ASSIGNMENT:
Word for word, restate all of the data shown below.
(GIVEN INFORMATION begins)
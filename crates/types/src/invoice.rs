//! Invoices and recurring schedules
//!
//! Invoice records only; numbering and generation logic live in
//! `adflow-billing`. The invoice total must equal the sum of its item
//! amounts, and the number is unique per (prefix, year, month).

use crate::campaign::Cents;
use crate::ids::{AdvertiserId, CampaignId, InvoiceId, OrderId, SpotId, TenantId};
use chrono::{DateTime, Datelike, Months, Utc};
use serde::{Deserialize, Serialize};

#[derive(Clone, Copy, Debug, PartialEq, Eq, Serialize, Deserialize)]
#[serde(rename_all = "snake_case")]
pub enum InvoiceStatus {
    Draft,
    Issued,
    Paid,
    Void,
}

#[derive(Clone, Debug, Serialize, Deserialize)]
pub struct Invoice {
    pub id: InvoiceId,
    pub tenant_id: TenantId,
    /// `{prefix}-{yyyy}{mm}-{seq:04}`, assigned by the billing subsystem
    pub number: String,
    #[serde(skip_serializing_if = "Option::is_none")]
    pub order_id: Option<OrderId>,
    #[serde(skip_serializing_if = "Option::is_none")]
    pub campaign_id: Option<CampaignId>,
    pub advertiser_id: AdvertiserId,
    pub status: InvoiceStatus,
    pub issue_date: DateTime<Utc>,
    pub due_date: DateTime<Utc>,
    /// Must equal the sum of item amounts
    pub total_amount: Cents,
    /// Generated ahead of delivery (pre-billed) rather than from
    /// delivered spots
    pub pre_billed: bool,
    pub created_at: DateTime<Utc>,
}

#[derive(Clone, Debug, Serialize, Deserialize)]
pub struct InvoiceItem {
    pub id: String,
    pub invoice_id: InvoiceId,
    #[serde(skip_serializing_if = "Option::is_none")]
    pub order_item_id: Option<String>,
    #[serde(skip_serializing_if = "Option::is_none")]
    pub spot_id: Option<SpotId>,
    pub description: String,
    pub amount: Cents,
}

/// How often a recurring schedule bills
#[derive(Clone, Copy, Debug, PartialEq, Eq, Serialize, Deserialize)]
#[serde(rename_all = "snake_case")]
pub enum BillingPeriod {
    Monthly,
    Quarterly,
}

impl BillingPeriod {
    pub fn advance(&self, date: DateTime<Utc>) -> DateTime<Utc> {
        let months = match self {
            BillingPeriod::Monthly => 1,
            BillingPeriod::Quarterly => 3,
        };
        date.checked_add_months(Months::new(months))
            .unwrap_or(date)
    }
}

/// A per-order recurring billing schedule.
///
/// After each successful generation the schedule advances by one
/// period; once no further generation is due (past `end_date`) it
/// disables itself.
#[derive(Clone, Debug, Serialize, Deserialize)]
pub struct RecurringInvoiceSchedule {
    pub id: String,
    pub tenant_id: TenantId,
    pub order_id: OrderId,
    pub period: BillingPeriod,
    pub next_invoice_date: DateTime<Utc>,
    #[serde(skip_serializing_if = "Option::is_none")]
    pub end_date: Option<DateTime<Utc>>,
    pub enabled: bool,
    pub invoices_generated: u32,
}

impl RecurringInvoiceSchedule {
    pub fn new(
        tenant_id: TenantId,
        order_id: OrderId,
        period: BillingPeriod,
        first_invoice_date: DateTime<Utc>,
    ) -> Self {
        Self {
            id: uuid::Uuid::new_v4().to_string(),
            tenant_id,
            order_id,
            period,
            next_invoice_date: first_invoice_date,
            end_date: None,
            enabled: true,
            invoices_generated: 0,
        }
    }

    pub fn with_end_date(mut self, end_date: DateTime<Utc>) -> Self {
        self.end_date = Some(end_date);
        self
    }

    pub fn is_due(&self, now: DateTime<Utc>) -> bool {
        self.enabled && self.next_invoice_date <= now
    }

    /// Advance one period after a successful generation, disabling the
    /// schedule when the next date would fall past `end_date`
    pub fn advance(&mut self) {
        self.invoices_generated += 1;
        self.next_invoice_date = self.period.advance(self.next_invoice_date);
        if let Some(end) = self.end_date {
            if self.next_invoice_date > end {
                self.enabled = false;
            }
        }
    }
}

/// The (year, month) bucket an invoice number sequences within
pub fn billing_period_of(date: DateTime<Utc>) -> (i32, u32) {
    (date.year(), date.month())
}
(GIVEN INFORMATION ends)
SOLUTION TO THE PROBLEM:
filename crates/types/src/invoice.rs
//! Invoices and recurring schedules
//!
//! Invoice records only; numbering and generation logic live in
//! `adflow-billing`. The invoice total must equal the sum of its item
//! amounts, and the number is unique per (prefix, year, month).

use crate::campaign::Cents;
use crate::ids::{AdvertiserId, CampaignId, InvoiceId, OrderId, SpotId, TenantId};
use chrono::{DateTime, Datelike, Months, Utc};
use serde::{Deserialize, Serialize};

#[derive(Clone, Copy, Debug, PartialEq, Eq, Serialize, Deserialize)]
#[serde(rename_all = "snake_case")]
pub enum InvoiceStatus {
    Draft,
    Issued,
    Paid,
    Void,
}

#[derive(Clone, Debug, Serialize, Deserialize)]
pub struct Invoice {
    pub id: InvoiceId,
    pub tenant_id: TenantId,
    /// `{prefix}-{yyyy}{mm}-{seq:04}`, assigned by the billing subsystem
    pub number: String,
    #[serde(skip_serializing_if = "Option::is_none")]
    pub order_id: Option<OrderId>,
    #[serde(skip_serializing_if = "Option::is_none")]
    pub campaign_id: Option<CampaignId>,
    pub advertiser_id: AdvertiserId,
    pub status: InvoiceStatus,
    pub issue_date: DateTime<Utc>,
    pub due_date: DateTime<Utc>,
    /// Must equal the sum of item amounts
    pub total_amount: Cents,
    /// Generated ahead of delivery (pre-billed) rather than from
    /// delivered spots
    pub pre_billed: bool,
    pub created_at: DateTime<Utc>,
}

#[derive(Clone, Debug, Serialize, Deserialize)]
pub struct InvoiceItem {
    pub id: String,
    pub invoice_id: InvoiceId,
    #[serde(skip_serializing_if = "Option::is_none")]
    pub order_item_id: Option<String>,
    #[serde(skip_serializing_if = "Option::is_none")]
    pub spot_id: Option<SpotId>,
    pub description: String,
    pub amount: Cents,
}

/// How often a recurring schedule bills
#[derive(Clone, Copy, Debug, PartialEq, Eq, Serialize, Deserialize)]
#[serde(rename_all = "snake_case")]
pub enum BillingPeriod {
    Monthly,
    Quarterly,
}

impl BillingPeriod {
    pub fn advance(&self, date: DateTime<Utc>) -> DateTime<Utc> {
        let months = match self {
            BillingPeriod::Monthly => 1,
            BillingPeriod::Quarterly => 3,
        };
        date.checked_add_months(Months::new(months))
            .unwrap_or(date)
    }
}

/// A per-order recurring billing schedule.
///
/// After each successful generation the schedule advances by one
/// period; once no further generation is due (past `end_date`) it
/// disables itself.
#[derive(Clone, Debug, Serialize, Deserialize)]
pub struct RecurringInvoiceSchedule {
    pub id: String,
    pub tenant_id: TenantId,
    pub order_id: OrderId,
    pub period: BillingPeriod,
    pub next_invoice_date: DateTime<Utc>,
    #[serde(skip_serializing_if = "Option::is_none")]
    pub end_date: Option<DateTime<Utc>>,
    pub enabled: bool,
    pub invoices_generated: u32,
}

impl RecurringInvoiceSchedule {
    pub fn new(
        tenant_id: TenantId,
        order_id: OrderId,
        period: BillingPeriod,
        first_invoice_date: DateTime<Utc>,
    ) -> Self {
        Self {
            id: uuid::Uuid::new_v4().to_string(),
            tenant_id,
            order_id,
            period,
            next_invoice_date: first_invoice_date,
            end_date: None,
            enabled: true,
            invoices_generated: 0,
        }
    }

    pub fn with_end_date(mut self, end_date: DateTime<Utc>) -> Self {
        self.end_date = Some(end_date);
        self
    }

    pub fn is_due(&self, now: DateTime<Utc>) -> bool {
        self.enabled && self.next_invoice_date <= now
    }

    /// Advance one period after a successful generation, disabling the
    /// schedule when the next date would fall past `end_date`
    pub fn advance(&mut self) {
        self.invoices_generated += 1;
        self.next_invoice_date = self.period.advance(self.next_invoice_date);
        if let Some(end) = self.end_date {
            if self.next_invoice_date > end {
                self.enabled = false;
            }
        }
    }
}

/// The (year, month) bucket an invoice number sequences within
pub fn billing_period_of(date: DateTime<Utc>) -> (i32, u32) {
    (date.year(), date.month())
}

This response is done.